Memory, History, and the Haunting of the Past
Ghosts in A Circle of Uncommon Witches are not merely supernatural entities—they are symbolic of the past’s inescapable presence in the lives of the living. The ancestral castle, with its spirit-laden halls, speaks to the way historical trauma permeates physical spaces.
Ambrose’s childhood memories, especially those involving his abusive father and his lost love Lenora, are not buried—they animate the very walls of Bonailie Castle. These recollections do not fade but instead persist, shaping Ambrose’s reluctance, cynicism, and shame.
Similarly, Doreen is haunted not just by spectral figures but by the weight of all the women who came before her.
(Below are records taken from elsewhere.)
//! Legal move generation
//!
//! A placement is legal when the target cell is empty and at least one of the
//! eight compass directions brackets opponent discs (see [`super::flips`]).

use crate::board::{Bitboard, Board, Player, Pos};

use super::flips::{flips_any, flips_for};

/// A legal placement together with the discs it flips.
#[derive(Debug, Clone, Copy, PartialEq, Eq, Hash)]
pub struct Move {
    pub pos: Pos,
    /// Opponent discs converted by this placement (never empty)
    pub flips: Bitboard,
}

impl Move {
    /// Number of discs this move flips
    #[inline]
    pub fn flip_count(&self) -> u32 {
        self.flips.count()
    }

    /// Flipped positions in row-major order, for a board of `size`
    pub fn flipped(&self, size: usize) -> impl Iterator<Item = Pos> {
        self.flips.iter_ones().map(move |idx| Pos::from_index(idx, size))
    }
}

/// Check whether `player` may place a disc at `pos`.
#[inline]
pub fn is_legal(board: &Board, pos: Pos, player: Player) -> bool {
    flips_any(board, pos, player)
}

/// Every legal move for `player`, in row-major order of the target cell.
///
/// The order is part of the contract: the search breaks ties between equally
/// scored moves in favour of the first one generated.
#[must_use]
pub fn legal_moves(board: &Board, player: Player) -> Vec<Move> {
    let size = board.size();
    board
        .empty_cells()
        .iter_ones()
        .filter_map(|idx| {
            let pos = Pos::from_index(idx, size);
            let flips = flips_for(board, pos, player);
            (!flips.is_empty()).then_some(Move { pos, flips })
        })
        .collect()
}

/// Whether `player` has at least one legal move.
///
/// Stops at the first legal cell, so it is cheaper than generating the full
/// move list; the answer always equals `!legal_moves(board, player).is_empty()`.
#[must_use]
pub fn has_any_legal_move(board: &Board, player: Player) -> bool {
    let size = board.size();
    board
        .empty_cells()
        .iter_ones()
        .any(|idx| flips_any(board, Pos::from_index(idx, size), player))
}

/// Legal target cells only, for input validators that do not need the flips
#[must_use]
pub fn legal_positions(board: &Board, player: Player) -> Vec<Pos> {
    legal_moves(board, player).into_iter().map(|m| m.pos).collect()
}
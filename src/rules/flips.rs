//! Disc flipping: which opponent discs a placement brackets
//!
//! Flip pattern: P-O-...-O-P along one of the eight compass lines, where the
//! first P is the new disc. Every O between the two P discs is flipped.

use crate::board::{Bitboard, Board, Cell, Player, Pos, DIRECTIONS};

/// Opponent discs bracketed in a single direction from `pos`.
///
/// Walks away from `pos` while the cells hold opponent discs. The walk counts
/// only if it stops on one of `player`'s discs after crossing at least one
/// opponent disc; hitting the edge or an empty cell yields nothing.
pub fn flips_in_direction(board: &Board, pos: Pos, player: Player, dx: i32, dy: i32) -> Bitboard {
    let size = board.size();
    let own = player.cell();
    let opp = player.opponent().cell();

    let mut line = Bitboard::new();
    let mut cursor = pos.offset(dx, dy, size);
    while let Some(p) = cursor {
        match board.get(p) {
            c if c == opp => {
                line.set(p.to_index(size));
                cursor = p.offset(dx, dy, size);
            }
            c if c == own => return line,
            _ => return Bitboard::new(),
        }
    }

    // Ran off the board without closing the line
    Bitboard::new()
}

/// All discs flipped by `player` placing at `pos`.
///
/// Returns an empty set when `pos` is off the board, occupied or brackets
/// nothing, which is exactly the case where the placement is illegal.
pub fn flips_for(board: &Board, pos: Pos, player: Player) -> Bitboard {
    if !is_open(board, pos) {
        return Bitboard::new();
    }

    let mut flips = Bitboard::new();
    for &(dx, dy) in &DIRECTIONS {
        flips |= flips_in_direction(board, pos, player, dx, dy);
    }
    flips
}

/// Like [`flips_for`], but stops at the first direction that flips anything.
#[inline]
pub fn flips_any(board: &Board, pos: Pos, player: Player) -> bool {
    is_open(board, pos)
        && DIRECTIONS
            .iter()
            .any(|&(dx, dy)| !flips_in_direction(board, pos, player, dx, dy).is_empty())
}

/// On the board and empty
#[inline]
fn is_open(board: &Board, pos: Pos) -> bool {
    board.contains(i32::from(pos.x), i32::from(pos.y)) && board.get(pos) == Cell::Empty
}
//! Turn order and end-of-game detection
//!
//! Standard reversi rules: a side without a legal move passes; the game ends
//! when neither side can move (which includes a full board).

use crate::board::{Board, Player};

use super::legal::has_any_legal_move;

/// Check if the game is over: neither side has a legal move.
#[must_use]
pub fn is_game_over(board: &Board) -> bool {
    board.is_full()
        || (!has_any_legal_move(board, Player::Black) && !has_any_legal_move(board, Player::White))
}

/// Who actually moves when it is nominally `player`'s turn.
///
/// Returns `player` if it can move, the opponent if `player` must pass, and
/// `None` once the game is over.
#[must_use]
pub fn side_to_move(board: &Board, player: Player) -> Option<Player> {
    if has_any_legal_move(board, player) {
        Some(player)
    } else if has_any_legal_move(board, player.opponent()) {
        Some(player.opponent())
    } else {
        None
    }
}

/// Disc count difference from `player`'s point of view.
#[inline]
#[must_use]
pub fn disc_difference(board: &Board, player: Player) -> i32 {
    board.count(player) as i32 - board.count(player.opponent()) as i32
}

/// Winner of a finished game, `None` for a draw or an unfinished game.
#[must_use]
pub fn winner(board: &Board) -> Option<Player> {
    if !is_game_over(board) {
        return None;
    }
    match disc_difference(board, Player::Black) {
        d if d > 0 => Some(Player::Black),
        d if d < 0 => Some(Player::White),
        _ => None,
    }
}

#[cfg(test)]
mod tests {
    use super::*;

    #[test]
    fn test_opening_not_over() {
        let board = Board::new(8).unwrap();
        assert!(!is_game_over(&board));
        assert_eq!(side_to_move(&board, Player::Black), Some(Player::Black));
        assert_eq!(winner(&board), None);
    }

    #[test]
    fn test_full_board_winner() {
        let board = Board::from_rows(&["BBBB", "BBWW", "WWWW", "BBBB"]).unwrap();
        assert!(is_game_over(&board));
        assert_eq!(disc_difference(&board, Player::Black), 4);
        assert_eq!(disc_difference(&board, Player::White), -4);
        assert_eq!(winner(&board), Some(Player::Black));
    }

    #[test]
    fn test_draw() {
        let board = Board::from_rows(&["BBBB", "BBBB", "WWWW", "WWWW"]).unwrap();
        assert!(is_game_over(&board));
        assert_eq!(winner(&board), None);
    }

    #[test]
    fn test_wipeout_ends_game() {
        let board = Board::from_rows(&["....", ".WW.", ".WW.", "...."]).unwrap();
        assert!(is_game_over(&board));
        assert_eq!(side_to_move(&board, Player::Black), None);
        assert_eq!(winner(&board), Some(Player::White));
    }

    #[test]
    fn test_pass_hands_turn_to_opponent() {
        // Black has nothing to bracket; White can take (3, 3) across the diagonal.
        let board = Board::from_rows(&["WWWW", "WBBW", "WBBW", "WWW."]).unwrap();
        assert!(!has_any_legal_move(&board, Player::Black));
        assert!(has_any_legal_move(&board, Player::White));
        assert!(!is_game_over(&board));
        assert_eq!(side_to_move(&board, Player::Black), Some(Player::White));
        assert_eq!(winner(&board), None);
    }
}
The apprentice’s chapel, where she finds journals containing thoughts she never voiced, underscores how history writes itself into people’s souls, sometimes even before they are born.
Memory is treated as both a gift and a burden. It offers clarity but can also imprison.
The act of reading ancestral journals and channeling the voices of the dead becomes Doreen’s way of reclaiming agency over that history, allowing her to acknowledge the past without being consumed by it. Even Ambrose, long defined by a memory of loss and betrayal, must confront the truth that what he believed about Lenora and his own choices was incomplete.
The novel’s handling of memory insists that healing requires a full reckoning with what has been forgotten, repressed, or rewritten. It is only through such confrontation that the characters can begin to imagine a future not tethered to the suffering of the past.
Sacrifice, Redemption, and Transformation
The trials that Doreen must undergo are not just physical or magical—they are deeply moral and emotional. At every turn, she is asked what she is willing to give up for freedom, love, and truth.
These choices frame the central moral landscape of the book, where sacrifice is not measured by loss alone, but by what that loss makes possible. Margot’s decision to become the stone guardian in place of Hastings is a turning point that demonstrates sacrifice born from love and solidarity.
Unlike earlier generations who protected themselves at the expense of others, Margot’s act redefines the nature of redemption—no longer individual but collective. Ambrose’s arc follows a different path.
His original sin—cursing the MacKinnons out of heartbreak—was one born of weakness and vengeance. Yet through his reluctant alliance with Doreen, his commitment to shielding her even at the cost of his life, and his eventual openness to love again, he earns a redemption grounded in accountability.
Doreen’s final act of defiance—refusing to choose between predetermined fates and instead invoking the spirits of the dead to rewrite reality—signals the ultimate transformation. She becomes not just a witch of great power, but a symbol of renewal.
Her glowing pearl eyes in the final scene are not just magical markers but symbols of her rebirth as a leader capable of guiding others out of darkness. The story’s resolution insists that redemption is possible not through regret, but through action—and that true transformation requires not just facing one’s demons, but changing the rules they enforce.